Strange Cargo est un film bien embarrassant, qui semble par bien des aspects faire l'unanimité contre lui, zélateurs comme détracteurs de Frank Borzage s'entendant pour dénoncer une œuvre qui met forcément mal à l'aise, par son approche du fait religieux notamment. Pire, il a osé mêler de façon provocatrice le religieux et le sensuel, à travers une idylle sans fards qui s'exprime à travers les personnages de Clark Gable et de Joan Crawford, et dans le cadre pourtant ultra-sécurisé d'un film MGM ! Les ligues de religieux, catholiques puritains et fanatiques de toutes obédiences se sont rués sur le film pour en demander l'interdiction, et on en viendrait presque à les comprendre, du moins à comprendre, si on s'amuse à adopter leur point de vue, qu'ils l'aient demandé : l'histoire, après tout, est celle d'un groupe de bagnards évadés de Cayenne qui ont emmené une femme, Julie (Joan Crawford) parmi eux, celle-ci cherchant à quitter la spirale de la prostitution et passer aux Etst-Unis ; l'un des bagnards, l'individualiste Verne (Clark Gable) tente tous les travaux d'approche possibles pour séduire Julie, et va parvenir à ses fins dans l'intimité créée entre les deux sur un petit bateau à bord duquel les prisonniers vont finir leur périple...
A cette histoire sordide de rapprochement sensuel, Borzage ajoute ici un étonnant personnage, celui de Cambreau (Ian Hunter) , un bagnard qui semble venir de nulle part et se greffer sur les héros avant même leur évasion : après une sortie, Verne manque à l'appel des prisonniers, mais Cambreau est là pour compléter le nombre de 36 bagnards, permettant à Verne, de son coté, de prendre son temps dans une virée à l'extérieur, qui lui permettra de voir Julie. Puis Cambreau s'immisce dans les projets d'évasion d'un petit groupe, et va non seulement les aider en tout, mais également maintenir le moral des troupes, allant jusqu'à assister chaque homme mourant... Tous, y compris le cynique Hessler, un tueur de veuves à la Landru (Paul Lukas), s'accordent à reconnaître, voire admirer le dévouement presque surhumain de Cambreau, sauf Verne, que les manières trop polies, le laconisme et le recours à la bible de Cambreau agacent...

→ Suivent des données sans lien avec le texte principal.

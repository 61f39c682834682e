use std::sync::atomic::{AtomicUsize, Ordering};
use std::sync::Arc;

use parking_lot::Mutex;

use crate::errors::{Error, InvalidDuration};
use crate::tweens::descriptor::{ApplyFn, CompleteFn};
use crate::tweens::{LoopMode, TweenDescriptor};
use crate::utils::task;
use crate::utils::task::TaskHandler;
use crate::utils::Vec3;

/// Identifies a running tween for [`TweenScheduler::cancel`].
pub type TweenHandle = usize;

type SyncedTweenList = Mutex<Vec<(TweenHandle, Arc<Mutex<ActiveTween>>)>>;

/// Schedules and advances tweens.
///
/// The scheduler owns no clock: time advances only when [`tick`] is called with an
/// elapsed delta, which makes it deterministic and trivial to test. The [`run`]
/// method spawns a runtime task that ticks it at a fixed rate for applications that
/// want wall-clock playback.
///
/// Clones share the same tween list: a controller hands out clones of its scheduler
/// and all of them schedule onto the same set.
///
/// [`tick`]: TweenScheduler::tick
/// [`run`]: TweenScheduler::run
#[derive(Clone, Default)]
pub struct TweenScheduler {
    tweens: Arc<SyncedTweenList>,
    next_id: Arc<AtomicUsize>,
}

/// Book-keeping for a scheduled tween.
struct ActiveTween {
    from: Vec3,
    to: Vec3,
    duration: f32,
    /// Delay still to consume before `elapsed` starts counting.
    remaining_delay: f32,
    elapsed: f32,
    easing: crate::tweens::Easing,
    loop_mode: LoopMode,
    apply: ApplyFn,
    on_complete: Option<CompleteFn>,
}

impl ActiveTween {
    /// Advances the tween by `delta` seconds and applies the resulting value.
    ///
    /// Returns `true` when the tween reached terminal completion.
    fn advance(&mut self, mut delta: f32) -> bool {
        // The delay is consumed first: only the remaining delta moves the tween.
        if self.remaining_delay > 0.0 {
            if delta < self.remaining_delay {
                self.remaining_delay -= delta;
                return false;
            }
            delta -= self.remaining_delay;
            self.remaining_delay = 0.0;
        }

        self.elapsed += delta;
        let t = (self.elapsed / self.duration).clamp(0.0, 1.0);

        // At the end of a playthrough the exact `to` value is applied, bypassing the
        // easing so overshooting curves still land on target.
        let value = match t >= 1.0 {
            true => self.to,
            false => Vec3::lerp(self.from, self.to, self.easing.call(t)),
        };
        (self.apply)(value);

        if t >= 1.0 {
            match self.loop_mode {
                LoopMode::None => return true,
                LoopMode::Loop => self.elapsed = 0.0,
                LoopMode::PingPong => {
                    self.elapsed = 0.0;
                    std::mem::swap(&mut self.from, &mut self.to);
                }
            }
        }
        false
    }
}

impl TweenScheduler {
    /// Starts playing the given tween.
    ///
    /// The tween applies no value until the first [`tick`] call: a pending delay is
    /// consumed first, then every tick applies the eased value for the accumulated
    /// elapsed time.
    ///
    /// [`tick`]: TweenScheduler::tick
    ///
    /// # Errors
    /// Returns an `InvalidDuration` error when the descriptor duration is not a
    /// strictly positive (finite) number of seconds.
    pub fn start(&self, descriptor: TweenDescriptor) -> Result<TweenHandle, Error> {
        if !descriptor.duration.is_finite() || descriptor.duration <= 0.0 {
            return Err(InvalidDuration {
                duration: descriptor.duration,
            });
        }

        let id = self.next_id.fetch_add(1, Ordering::Relaxed);
        let tween = ActiveTween {
            from: descriptor.from,
            to: descriptor.to,
            duration: descriptor.duration,
            remaining_delay: descriptor.delay,
            elapsed: 0.0,
            easing: descriptor.easing,
            loop_mode: descriptor.loop_mode,
            apply: descriptor.apply,
            on_complete: descriptor.on_complete,
        };
        self.tweens.lock().push((id, Arc::new(Mutex::new(tween))));
        Ok(id)
    }

    /// Cancels the given tween, if it still runs.
    ///
    /// No further value is applied and the completion callback never fires.
    /// Cancelling an unknown or already finished handle is a no-op.
    pub fn cancel(&self, handle: TweenHandle) {
        self.tweens.lock().retain(|(id, _)| *id != handle);
    }

    /// Indicates whether the given tween is still scheduled.
    pub fn is_running(&self, handle: TweenHandle) -> bool {
        self.tweens.lock().iter().any(|(id, _)| *id == handle)
    }

    /// Number of tweens currently scheduled.
    pub fn count(&self) -> usize {
        self.tweens.lock().len()
    }

    /// Progress of the given tween through its current playthrough, in [0, 1].
    ///
    /// A tween still consuming its delay reports 0. Returns `None` for unknown or
    /// finished handles.
    pub fn progress(&self, handle: TweenHandle) -> Option<f32> {
        let tween = self
            .tweens
            .lock()
            .iter()
            .find(|(id, _)| *id == handle)
            .map(|(_, tween)| tween.clone())?;
        let tween = tween.lock();
        Some((tween.elapsed / tween.duration).clamp(0.0, 1.0))
    }

    /// Advances every running tween by `delta` seconds, in start order.
    ///
    /// Tweens started from inside a callback are not advanced before the next tick.
    /// Tweens cancelled from inside a callback receive no further value, the
    /// current tick included. Completion callbacks run with no internal lock held,
    /// so they are free to start or cancel tweens on this scheduler.
    ///
    /// Negative deltas are treated as zero.
    pub fn tick(&self, delta: f32) {
        let delta = delta.max(0.0);

        // Snapshot so callbacks can mutate the tween list while we iterate.
        let snapshot: Vec<(TweenHandle, Arc<Mutex<ActiveTween>>)> =
            self.tweens.lock().iter().cloned().collect();

        for (id, tween) in snapshot {
            // The tween may have been cancelled by an earlier callback of this tick.
            if !self.is_running(id) {
                continue;
            }

            let completed = tween.lock().advance(delta);
            if completed {
                let callback = tween.lock().on_complete.take();
                self.cancel(id);
                if let Some(callback) = callback {
                    callback();
                }
            }
        }
    }

    /// Drives the scheduler from a runtime task ticking at the given rate.
    ///
    /// Each tick advances time by the measured wall-clock delta since the previous
    /// one, so playback stays accurate even when the task falls behind its
    /// schedule. The task runs until aborted through the returned handler.
    ///
    /// # Errors
    /// Returns a `RuntimeError` when called outside a `#[tweenkit::runtime]`
    /// context.
    pub fn run(&self, fps: u64) -> Result<TaskHandler, Error> {
        let fps = fps.max(1);
        let scheduler = self.clone();

        task::run(async move {
            let mut clock =
                tokio::time::interval(tokio::time::Duration::from_micros(1_000_000 / fps));
            let mut last = tokio::time::Instant::now();
            loop {
                clock.tick().await;
                let now = tokio::time::Instant::now();
                scheduler.tick((now - last).as_secs_f32());
                last = now;
            }
            #[allow(unreachable_code)]
            Ok::<(), Error>(())
        })
    }
}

Borzage pose ici la question, à partir du personnage de Cambreau (Une performance énigmatique et comme toujours magnifiquement suggérée plutôt que jouée par Ian Hunter) de l'irruption du divin dans une entreprise privée, qui va accompagner le périple d'un groupe d'hommes certes, mais surtout accompagner Verne (Et Julie) jusqu'à la réalisation de leur amour, de leur nécessité de rédemption et pour Verne de l'importance de s'ouvrir aux autres, et de ne pas ses contenter de tout faire pour soi, mais bien de tendre la main aussi. C'est traité de façon à la fois subtile, les mots qui fâchent n'étant jamais trop clairement prononcés (Gable s'arrête avant de prononcer une phrase qui va lui faire comprendre la situation, en disant à Cambreau sur le point de se noyer, « On est tous Dieu, je suis Dieu, toi aussi, tu es... Il s'arrête, comprend, et sauve l'autre homme)...
Après il faut voir à choisir son camp : accepter d'avaler cette histoire de religion adaptée à un homme et un seul, et se régaler une fois de plus de l'irruption du divin dans l'amour, ou de la sensualité dans le religieux. Ce qui compte c'est que grâce à l'intervention inattendue d'un homme, Verne et Julie puissent enfin avancer en assumant ce qui est incontournable, leur amour... Soit on constate que cette fois, le cinéaste a été un cran trop loin dans la représentation d'une idée un peu folle, qu'il n'a pas su forcément mélanger aussi bien le profane et le sacré, et d'ailleurs le sacré tout en étant traité avec respect, est ici un peu trop appuyé dans le geste peu discret du plan de Victor Varconi qui se signe avant de prendre congé de Cambreau. Mais l'aventure de ces bagnards évadés, dans une Guyane poisseuse, ces personnages bien campés, avec Peter Lorre en mouchard corrompu jusqu'à la moelle, et Joan Crawford sommée de jouer sans maquillage, les aspects séduisants ne manquent pas dans ce qui reste un objet filmique non classable...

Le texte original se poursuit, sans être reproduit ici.